§ The records
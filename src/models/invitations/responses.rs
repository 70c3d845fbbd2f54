use serde::Serialize;
use ts_rs::TS;

use super::entities::Invitation;
use crate::models::PaginationInfo;
use crate::models::profiles::entities::Profile;

/// 邀请列表响应
#[derive(Debug, Serialize, TS)]
#[ts(export, export_to = "../frontend/src/types/generated/invitation.ts")]
pub struct InvitationListResponse {
    pub items: Vec<Invitation>,
    pub pagination: PaginationInfo,
}

/// 兑换结果：新建的档案
#[derive(Debug, Serialize, TS)]
#[ts(export, export_to = "../frontend/src/types/generated/invitation.ts")]
pub struct RedeemInvitationResponse {
    pub profile: Profile,
}
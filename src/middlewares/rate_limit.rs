/*!
 * 速率限制中间件
 *
 * 限制请求频率，重点保护两个不需要认证的端点：邀请兑换（令牌
 * 枚举）与系统引导。
 *
 * ## 使用方法
 *
 * ```rust,ignore
 * web::scope("/api/v1/redeem")
 *     .wrap(RateLimit::redeem())
 *     .route("", web::post().to(redeem_handler))
 * ```
 *
 * ## 限制规则
 *
 * - 已认证请求按档案 ID 限制，否则按客户端 IP
 * - 超过限制返回 429 Too Many Requests
 */

use actix_service::{Service, Transform};
use actix_web::{
    Error, HttpMessage, HttpResponse,
    body::EitherBody,
    dev::{ServiceRequest, ServiceResponse},
    http::StatusCode,
    http::header::CONTENT_TYPE,
};
use futures_util::future::{LocalBoxFuture, Ready, ready};
use moka::future::Cache;
use once_cell::sync::Lazy;
use std::rc::Rc;
use std::time::Duration;
use tracing::warn;

use crate::models::{ApiResponse, ErrorCode};

/// 全局速率限制缓存
/// 键: 前缀:主体标识，值: 请求计数
static RATE_LIMIT_CACHE: Lazy<Cache<String, u32>> = Lazy::new(|| {
    Cache::builder()
        .time_to_live(Duration::from_secs(60))
        .max_capacity(100_000)
        .build()
});

/// 速率限制配置
#[derive(Clone)]
pub struct RateLimit {
    /// 时间窗口内允许的最大请求数
    max_requests: u32,
    /// 时间窗口（秒）
    window_secs: u64,
    /// 限制键前缀（用于区分不同端点）
    key_prefix: String,
}

impl RateLimit {
    pub fn new(max_requests: u32, window_secs: u64) -> Self {
        Self {
            max_requests,
            window_secs,
            key_prefix: String::new(),
        }
    }

    /// 设置限制键前缀
    pub fn with_prefix(mut self, prefix: &str) -> Self {
        self.key_prefix = prefix.to_string();
        self
    }

    /// 邀请兑换限制：10次/分钟/IP（防止令牌暴力枚举）
    pub fn redeem() -> Self {
        Self::new(10, 60).with_prefix("redeem")
    }

    /// 系统引导限制：3次/分钟/IP
    pub fn bootstrap() -> Self {
        Self::new(3, 60).with_prefix("bootstrap")
    }

    /// 评分触发限制：10次/分钟/用户（预言机调用昂贵）
    pub fn assess() -> Self {
        Self::new(10, 60).with_prefix("assess")
    }

    /// 通用 API 限制：100次/分钟/用户
    pub fn api() -> Self {
        Self::new(100, 60).with_prefix("api")
    }
}

/// 从请求中提取客户端 IP
///
/// 安全注意事项：
/// - 部署在反向代理后面时，需要在代理上配置正确的 X-Forwarded-For / X-Real-IP 头
/// - 此实现会验证 IP 格式，防止伪造的无效头导致问题
fn extract_client_ip(req: &ServiceRequest) -> String {
    let connection_ip = req
        .connection_info()
        .realip_remote_addr()
        .map(|s| s.to_string());

    if let Some(ref ip) = connection_ip
        && is_valid_ip(ip)
    {
        return ip.clone();
    }

    // 反向代理场景：只取第一个 IP（最接近客户端的）
    if let Some(forwarded) = req.headers().get("X-Forwarded-For")
        && let Ok(value) = forwarded.to_str()
        && let Some(ip) = value.split(',').next()
    {
        let ip = ip.trim();
        if is_valid_ip(ip) {
            return ip.to_string();
        }
    }

    if let Some(real_ip) = req.headers().get("X-Real-IP")
        && let Ok(ip) = real_ip.to_str()
    {
        let ip = ip.trim();
        if is_valid_ip(ip) {
            return ip.to_string();
        }
    }

    connection_ip.unwrap_or_else(|| "unknown".to_string())
}

fn is_valid_ip(ip: &str) -> bool {
    use std::net::IpAddr;
    ip.parse::<IpAddr>().is_ok()
}

/// 从请求中提取档案 ID（如果已认证）
fn extract_profile_id(req: &ServiceRequest) -> Option<i64> {
    use crate::models::profiles::entities::Profile;
    req.extensions().get::<Profile>().map(|profile| profile.id)
}

fn create_rate_limit_response(retry_after: u64) -> HttpResponse {
    HttpResponse::build(StatusCode::TOO_MANY_REQUESTS)
        .insert_header((CONTENT_TYPE, "application/json; charset=utf-8"))
        .insert_header(("Retry-After", retry_after.to_string()))
        .insert_header(("X-RateLimit-Remaining", "0"))
        .json(ApiResponse::<()>::error_empty(
            ErrorCode::TooManyRequests,
            "请求过于频繁，请稍后再试",
        ))
}

impl<S, B> Transform<S, ServiceRequest> for RateLimit
where
    S: Service<ServiceRequest, Response = ServiceResponse<B>, Error = Error> + 'static,
    B: 'static,
{
    type Response = ServiceResponse<EitherBody<B>>;
    type Error = Error;
    type InitError = ();
    type Transform = RateLimitMiddleware<S>;
    type Future = Ready<Result<Self::Transform, Self::InitError>>;

    fn new_transform(&self, service: S) -> Self::Future {
        ready(Ok(RateLimitMiddleware {
            service: Rc::new(service),
            max_requests: self.max_requests,
            window_secs: self.window_secs,
            key_prefix: self.key_prefix.clone(),
        }))
    }
}

pub struct RateLimitMiddleware<S> {
    service: Rc<S>,
    max_requests: u32,
    window_secs: u64,
    key_prefix: String,
}

impl<S, B> Service<ServiceRequest> for RateLimitMiddleware<S>
where
    S: Service<ServiceRequest, Response = ServiceResponse<B>, Error = Error> + 'static,
    B: 'static,
{
    type Response = ServiceResponse<EitherBody<B>>;
    type Error = Error;
    type Future = LocalBoxFuture<'static, Result<Self::Response, Self::Error>>;

    fn poll_ready(
        &self,
        ctx: &mut std::task::Context<'_>,
    ) -> std::task::Poll<Result<(), Self::Error>> {
        self.service.poll_ready(ctx)
    }

    fn call(&self, req: ServiceRequest) -> Self::Future {
        let srv = self.service.clone();
        let max_requests = self.max_requests;
        let window_secs = self.window_secs;
        let key_prefix = self.key_prefix.clone();

        Box::pin(async move {
            let identifier = extract_profile_id(&req)
                .map(|id| format!("profile:{id}"))
                .unwrap_or_else(|| format!("ip:{}", extract_client_ip(&req)));

            let cache_key = if key_prefix.is_empty() {
                identifier
            } else {
                format!("{key_prefix}:{identifier}")
            };

            let current_count = RATE_LIMIT_CACHE.get(&cache_key).await.unwrap_or(0);

            if current_count >= max_requests {
                warn!(
                    "Rate limit exceeded for key: {} (count: {}/{})",
                    cache_key, current_count, max_requests
                );
                return Ok(req
                    .into_response(create_rate_limit_response(window_secs).map_into_right_body()));
            }

            RATE_LIMIT_CACHE
                .insert(cache_key.clone(), current_count + 1)
                .await;

            let remaining = max_requests.saturating_sub(current_count + 1);
            req.extensions_mut().insert(RateLimitInfo {
                remaining,
                limit: max_requests,
                reset: window_secs,
            });

            let res = srv.call(req).await?.map_into_left_body();
            Ok(res)
        })
    }
}

/// 速率限制信息（可在响应中添加）
#[derive(Clone)]
pub struct RateLimitInfo {
    pub remaining: u32,
    pub limit: u32,
    pub reset: u64,
}
use super::{SubmissionService, submission_resource};
use crate::errors::{Result, VocademyError};
use crate::models::profiles::entities::ProfileRole;
use crate::models::submissions::{
    entities::SubmissionStatus, requests::SubmissionListQuery,
    responses::SubmissionListResponse,
};
use crate::policy::{Action, Actor, evaluate};
use crate::storage::ensure_found;

/// 提交列表按角色收窄
///
/// 学生只看到自己的提交；教师需要指定作业并持有该课程的授课指派；
/// 管理员不受限。
pub(super) async fn list_submissions(
    service: &SubmissionService,
    actor: &Actor,
    query: SubmissionListQuery,
) -> Result<SubmissionListResponse> {
    crate::services::require_approved(actor)?;
    if actor.is_admin() {
        return service
            .storage
            .list_submissions_with_pagination(None, query)
            .await;
    }

    if actor.role == ProfileRole::Student {
        return service
            .storage
            .list_submissions_with_pagination(Some(actor.id), query)
            .await;
    }

    let assignment_id = query
        .assignment_id
        .ok_or_else(|| VocademyError::validation("assignment_id 参数缺失"))?;
    let assignment = ensure_found(
        service.storage.get_assignment_by_id(assignment_id).await?,
        "assignment",
    )?;

    // 借用提交的读规则校验教师身份，student_id 取不可能命中的哨兵值
    let resource = submission_resource(
        service,
        actor,
        &assignment,
        -1,
        SubmissionStatus::Submitted,
        false,
    )
    .await?;
    evaluate(actor, Action::Read, &resource).require("list submissions")?;

    service
        .storage
        .list_submissions_with_pagination(None, query)
        .await
}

§ Activity
Using the records given above, list every line that includes the word "assess".

§ Solved problem
    pub fn assess() -> Self {
        Self::new(10, 60).with_prefix("assess")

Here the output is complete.